▶ [Exercise] Out of the records below, copy all lines in which the word "last" occurs.

Saved entries

*** Block opens ***

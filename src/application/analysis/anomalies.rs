//! Heuristic microstructure classifiers: wash trading, spoofing,
//! iceberging, market making, dump bots, plus institutional block-flow
//! and the Wyckoff accumulation/distribution read.
//!
//! Every classifier is independent and degrades to a not-detected result
//! when its minimum sample is missing. Thresholds are empirical and
//! deliberately overridable; none of them is calibrated per instrument.

use crate::application::analysis::indicators::{
    coefficient_of_variation, linear_slope, mean,
};
use crate::domain::market::anomaly::{
    AnomalyKind, AnomalyReport, AnomalySignal, FlowDirection, InstitutionalFlow, WyckoffPhase,
};
use crate::domain::market::types::{Candle, OrderBookSnapshot, TakerSide, Trade};
use serde::{Deserialize, Serialize};

#[derive(Debug, Clone, Serialize, Deserialize)]
#[serde(default)]
pub struct AnomalyConfig {
    // Wash trading
    pub wash_volume_multiplier: f64,
    pub wash_max_move_pct: f64,
    pub wash_lookback: usize,
    // Spoofing
    pub spoof_depth_levels: usize,
    pub spoof_depth_multiplier: f64,
    pub spoof_min_trades: usize,
    // Iceberg
    pub iceberg_size_cv_max: f64,
    pub iceberg_size_sample: usize,
    pub iceberg_time_cv_max: f64,
    pub iceberg_time_sample: usize,
    // Market maker
    pub mm_max_spread_pct: f64,
    // Dump bot
    pub dump_window: usize,
    pub dump_min_down_candles: usize,
    pub dump_min_lower_highs: usize,
    // Institutional flow
    pub flow_min_trades: usize,
    pub block_size_multiplier: f64,
    pub block_min_count: usize,
    pub block_imbalance_ratio: f64,
    // Wyckoff
    pub wyckoff_window: usize,
    pub wyckoff_compression_multiplier: f64,
    pub spring_volume_multiplier: f64,
    pub distribution_volume_multiplier: f64,
}

impl Default for AnomalyConfig {
    fn default() -> Self {
        Self {
            wash_volume_multiplier: 2.0,
            wash_max_move_pct: 0.5,
            wash_lookback: 20,
            spoof_depth_levels: 10,
            spoof_depth_multiplier: 5.0,
            spoof_min_trades: 50,
            iceberg_size_cv_max: 0.15,
            iceberg_size_sample: 100,
            iceberg_time_cv_max: 0.3,
            iceberg_time_sample: 50,
            mm_max_spread_pct: 0.05,
            dump_window: 20,
            dump_min_down_candles: 14,
            dump_min_lower_highs: 15,
            flow_min_trades: 50,
            block_size_multiplier: 10.0,
            block_min_count: 5,
            block_imbalance_ratio: 1.5,
            wyckoff_window: 50,
            wyckoff_compression_multiplier: 20.0,
            spring_volume_multiplier: 2.0,
            distribution_volume_multiplier: 2.5,
        }
    }
}

pub struct MicrostructureAnomalyDetector {
    cfg: AnomalyConfig,
}

impl MicrostructureAnomalyDetector {
    pub fn new(cfg: AnomalyConfig) -> Self {
        Self { cfg }
    }

    pub fn analyze(
        &self,
        candles: &[Candle],
        trades: &[Trade],
        book: &OrderBookSnapshot,
    ) -> AnomalyReport {
        AnomalyReport {
            wash_trading: self.wash_trading(candles),
            spoofing: self.spoofing(trades, book),
            iceberg: self.iceberg(trades),
            market_maker: self.market_maker(book),
            dump_bot: self.dump_bot(candles),
            institutional_flow: self.institutional_flow(trades),
            wyckoff: self.wyckoff(candles),
        }
    }

    /// Volume spike with no price discovery: last-candle volume well above
    /// the trailing mean while price went nowhere.
    pub fn wash_trading(&self, candles: &[Candle]) -> AnomalySignal {
        let kind = AnomalyKind::WashTrading;
        if candles.len() < 6 {
            return AnomalySignal::not_detected(kind);
        }

        let window = candles.len().min(self.cfg.wash_lookback + 1);
        let recent = &candles[candles.len() - window..];
        let trailing: Vec<f64> = recent[..recent.len() - 1]
            .iter()
            .map(|c| c.volume_f64())
            .collect();
        let trailing_mean = mean(&trailing);
        if trailing_mean <= 0.0 {
            return AnomalySignal::not_detected(kind);
        }

        let last = recent.last().expect("window is non-empty");
        let volume_ratio = last.volume_f64() / trailing_mean;

        let anchor = candles[candles.len() - 5].close_f64();
        if anchor <= 0.0 {
            return AnomalySignal::not_detected(kind);
        }
        let move_pct = ((last.close_f64() - anchor) / anchor).abs() * 100.0;

        if volume_ratio > self.cfg.wash_volume_multiplier && move_pct < self.cfg.wash_max_move_pct
        {
            let confidence = 50.0
                + ((volume_ratio - self.cfg.wash_volume_multiplier) * 10.0).min(30.0)
                + ((self.cfg.wash_max_move_pct - move_pct) * 20.0).min(10.0);
            return AnomalySignal::with_evidence(
                kind,
                confidence,
                vec![
                    format!("volume {:.1}x trailing mean", volume_ratio),
                    format!("price moved {:.2}% over 5 candles", move_pct),
                ],
            );
        }
        AnomalySignal::not_detected(kind)
    }

    /// Resting book depth far out of proportion to what actually trades.
    pub fn spoofing(&self, trades: &[Trade], book: &OrderBookSnapshot) -> AnomalySignal {
        let kind = AnomalyKind::Spoofing;
        if trades.len() < self.cfg.spoof_min_trades || book.bids.is_empty() || book.asks.is_empty()
        {
            return AnomalySignal::not_detected(kind);
        }

        let depth = book.depth_qty(self.cfg.spoof_depth_levels);
        let traded: f64 = trades.iter().map(|t| t.qty_f64()).sum();
        if traded <= 0.0 {
            return AnomalySignal::not_detected(kind);
        }

        let ratio = depth / traded;
        if ratio > self.cfg.spoof_depth_multiplier {
            let confidence = (40.0 + ratio * 5.0).min(95.0);
            return AnomalySignal::with_evidence(
                kind,
                confidence,
                vec![format!(
                    "top-{} depth is {:.1}x recent traded volume",
                    self.cfg.spoof_depth_levels, ratio
                )],
            );
        }
        AnomalySignal::not_detected(kind)
    }

    /// Suspiciously uniform trade sizes arriving on a metronome.
    pub fn iceberg(&self, trades: &[Trade]) -> AnomalySignal {
        let kind = AnomalyKind::Iceberg;
        if trades.len() < self.cfg.iceberg_size_sample {
            return AnomalySignal::not_detected(kind);
        }

        let sizes: Vec<f64> = trades
            .iter()
            .rev()
            .take(self.cfg.iceberg_size_sample)
            .map(|t| t.qty_f64())
            .collect();
        let Some(size_cv) = coefficient_of_variation(&sizes) else {
            return AnomalySignal::not_detected(kind);
        };

        let recent: Vec<&Trade> = trades
            .iter()
            .rev()
            .take(self.cfg.iceberg_time_sample)
            .collect();
        let gaps: Vec<f64> = recent
            .windows(2)
            .map(|w| (w[0].timestamp - w[1].timestamp).abs() as f64)
            .collect();
        let Some(time_cv) = coefficient_of_variation(&gaps) else {
            return AnomalySignal::not_detected(kind);
        };

        if size_cv < self.cfg.iceberg_size_cv_max && time_cv < self.cfg.iceberg_time_cv_max {
            let confidence = (50.0
                + (self.cfg.iceberg_size_cv_max - size_cv) / self.cfg.iceberg_size_cv_max * 25.0
                + (self.cfg.iceberg_time_cv_max - time_cv) / self.cfg.iceberg_time_cv_max * 20.0)
                .min(95.0);
            return AnomalySignal::with_evidence(
                kind,
                confidence,
                vec![
                    format!("trade size CV {:.3}", size_cv),
                    format!("inter-trade time CV {:.3}", time_cv),
                ],
            );
        }
        AnomalySignal::not_detected(kind)
    }

    /// A spread this tight means someone is quoting both sides.
    pub fn market_maker(&self, book: &OrderBookSnapshot) -> AnomalySignal {
        let kind = AnomalyKind::MarketMaker;
        let (Some(bid), Some(ask)) = (book.best_bid(), book.best_ask()) else {
            return AnomalySignal::not_detected(kind);
        };
        let bid_price = bid.price_f64();
        let ask_price = ask.price_f64();
        if bid_price <= 0.0 || ask_price <= bid_price {
            return AnomalySignal::not_detected(kind);
        }

        let spread_pct = (ask_price - bid_price) / bid_price * 100.0;
        if spread_pct < self.cfg.mm_max_spread_pct {
            return AnomalySignal::with_evidence(
                kind,
                70.0,
                vec![format!("spread {:.4}% of best bid", spread_pct)],
            );
        }
        AnomalySignal::not_detected(kind)
    }

    /// Mechanical distribution: a long run of down candles with fading
    /// volume and relentless lower highs.
    pub fn dump_bot(&self, candles: &[Candle]) -> AnomalySignal {
        let kind = AnomalyKind::DumpBot;
        if candles.len() < self.cfg.dump_window {
            return AnomalySignal::not_detected(kind);
        }

        let window = &candles[candles.len() - self.cfg.dump_window..];
        let down_candles = window.iter().filter(|c| c.is_bearish()).count();
        let volumes: Vec<f64> = window.iter().map(|c| c.volume_f64()).collect();
        let volume_slope = linear_slope(&volumes);
        let lower_highs = window
            .windows(2)
            .filter(|w| w[1].high_f64() < w[0].high_f64())
            .count();

        if down_candles >= self.cfg.dump_min_down_candles
            && volume_slope < 0.0
            && lower_highs >= self.cfg.dump_min_lower_highs
        {
            return AnomalySignal::with_evidence(
                kind,
                80.0,
                vec![
                    format!("{}/{} down candles", down_candles, self.cfg.dump_window),
                    "declining volume trend".to_string(),
                    format!("{}/{} lower highs", lower_highs, self.cfg.dump_window - 1),
                ],
            );
        }
        AnomalySignal::not_detected(kind)
    }

    /// Block trades grouped by taker side; a lopsided count reads as
    /// institutional inflow/outflow.
    pub fn institutional_flow(&self, trades: &[Trade]) -> InstitutionalFlow {
        if trades.len() < self.cfg.flow_min_trades {
            return InstitutionalFlow::neutral();
        }

        let sizes: Vec<f64> = trades.iter().map(|t| t.qty_f64()).collect();
        let mean_size = mean(&sizes);
        if mean_size <= 0.0 {
            return InstitutionalFlow::neutral();
        }

        let threshold = mean_size * self.cfg.block_size_multiplier;
        let mut buy_blocks = 0usize;
        let mut sell_blocks = 0usize;
        for trade in trades {
            if trade.qty_f64() > threshold {
                match trade.taker_side {
                    TakerSide::Buy => buy_blocks += 1,
                    TakerSide::Sell => sell_blocks += 1,
                }
            }
        }
        let total = buy_blocks + sell_blocks;
        if total < self.cfg.block_min_count {
            return InstitutionalFlow {
                direction: FlowDirection::Neutral,
                block_trades: total,
                buy_blocks,
                sell_blocks,
                score: 50.0,
                evidence: Vec::new(),
            };
        }

        let ratio_buy = buy_blocks as f64 / sell_blocks.max(1) as f64;
        let ratio_sell = sell_blocks as f64 / buy_blocks.max(1) as f64;
        let (direction, ratio) = if ratio_buy >= self.cfg.block_imbalance_ratio {
            (FlowDirection::Inflow, ratio_buy)
        } else if ratio_sell >= self.cfg.block_imbalance_ratio {
            (FlowDirection::Outflow, ratio_sell)
        } else {
            (FlowDirection::Neutral, 1.0)
        };

        let score = match direction {
            FlowDirection::Neutral => 50.0,
            _ => (50.0 + total as f64 * 4.0 + (ratio - self.cfg.block_imbalance_ratio) * 10.0)
                .min(100.0),
        };
        let evidence = vec![format!(
            "{} block trades ({} buy / {} sell), >{:.0}x mean size",
            total, buy_blocks, sell_blocks, self.cfg.block_size_multiplier
        )];

        InstitutionalFlow {
            direction,
            block_trades: total,
            buy_blocks,
            sell_blocks,
            score,
            evidence,
        }
    }

    /// Compression plus a spring (or an upthrust) in the Wyckoff sense.
    pub fn wyckoff(&self, candles: &[Candle]) -> WyckoffPhase {
        if candles.len() < self.cfg.wyckoff_window {
            return WyckoffPhase::None;
        }
        let window = &candles[candles.len() - self.cfg.wyckoff_window..];

        let ranges: Vec<f64> = window.iter().map(|c| c.high_f64() - c.low_f64()).collect();
        let avg_range = mean(&ranges);
        if avg_range <= 0.0 {
            return WyckoffPhase::None;
        }
        let max_high = window
            .iter()
            .map(|c| c.high_f64())
            .fold(f64::NEG_INFINITY, f64::max);
        let min_low = window
            .iter()
            .map(|c| c.low_f64())
            .fold(f64::INFINITY, f64::min);
        let compressed =
            (max_high - min_low) < avg_range * self.cfg.wyckoff_compression_multiplier;

        let volumes: Vec<f64> = window.iter().map(|c| c.volume_f64()).collect();
        let declining_volume = linear_slope(&volumes) < 0.0;
        let mean_volume = mean(&volumes);

        if compressed && declining_volume {
            if let Some(spring_idx) = latest_breakout(window, false) {
                let spiked = window
                    .iter()
                    .skip(spring_idx)
                    .take(3)
                    .any(|c| c.volume_f64() >= mean_volume * self.cfg.spring_volume_multiplier);
                if spiked {
                    return WyckoffPhase::Accumulation;
                }
            }
        }

        if let Some(top_idx) = latest_breakout(window, true) {
            let rejected = window.iter().skip(top_idx).take(3).any(|c| {
                c.volume_f64() >= mean_volume * self.cfg.distribution_volume_multiplier
                    && c.close < c.open
            });
            if rejected {
                return WyckoffPhase::Distribution;
            }
        }

        WyckoffPhase::None
    }
}

/// Index of the most recent bar making a new extreme against all bars
/// before it within the window. `None` when no bar does.
fn latest_breakout(window: &[Candle], highs: bool) -> Option<usize> {
    let mut found = None;
    for i in 1..window.len() {
        let is_new_extreme = if highs {
            let prior_max = window[..i]
                .iter()
                .map(|c| c.high_f64())
                .fold(f64::NEG_INFINITY, f64::max);
            window[i].high_f64() > prior_max
        } else {
            let prior_min = window[..i]
                .iter()
                .map(|c| c.low_f64())
                .fold(f64::INFINITY, f64::min);
            window[i].low_f64() < prior_min
        };
        if is_new_extreme {
            found = Some(i);
        }
    }
    found
}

*** Block closes ***

▶ [Output of the exercise]
    /// Volume spike with no price discovery: last-candle volume well above
        let last = recent.last().expect("window is non-empty");
        let volume_ratio = last.volume_f64() / trailing_mean;
        let move_pct = ((last.close_f64() - anchor) / anchor).abs() * 100.0;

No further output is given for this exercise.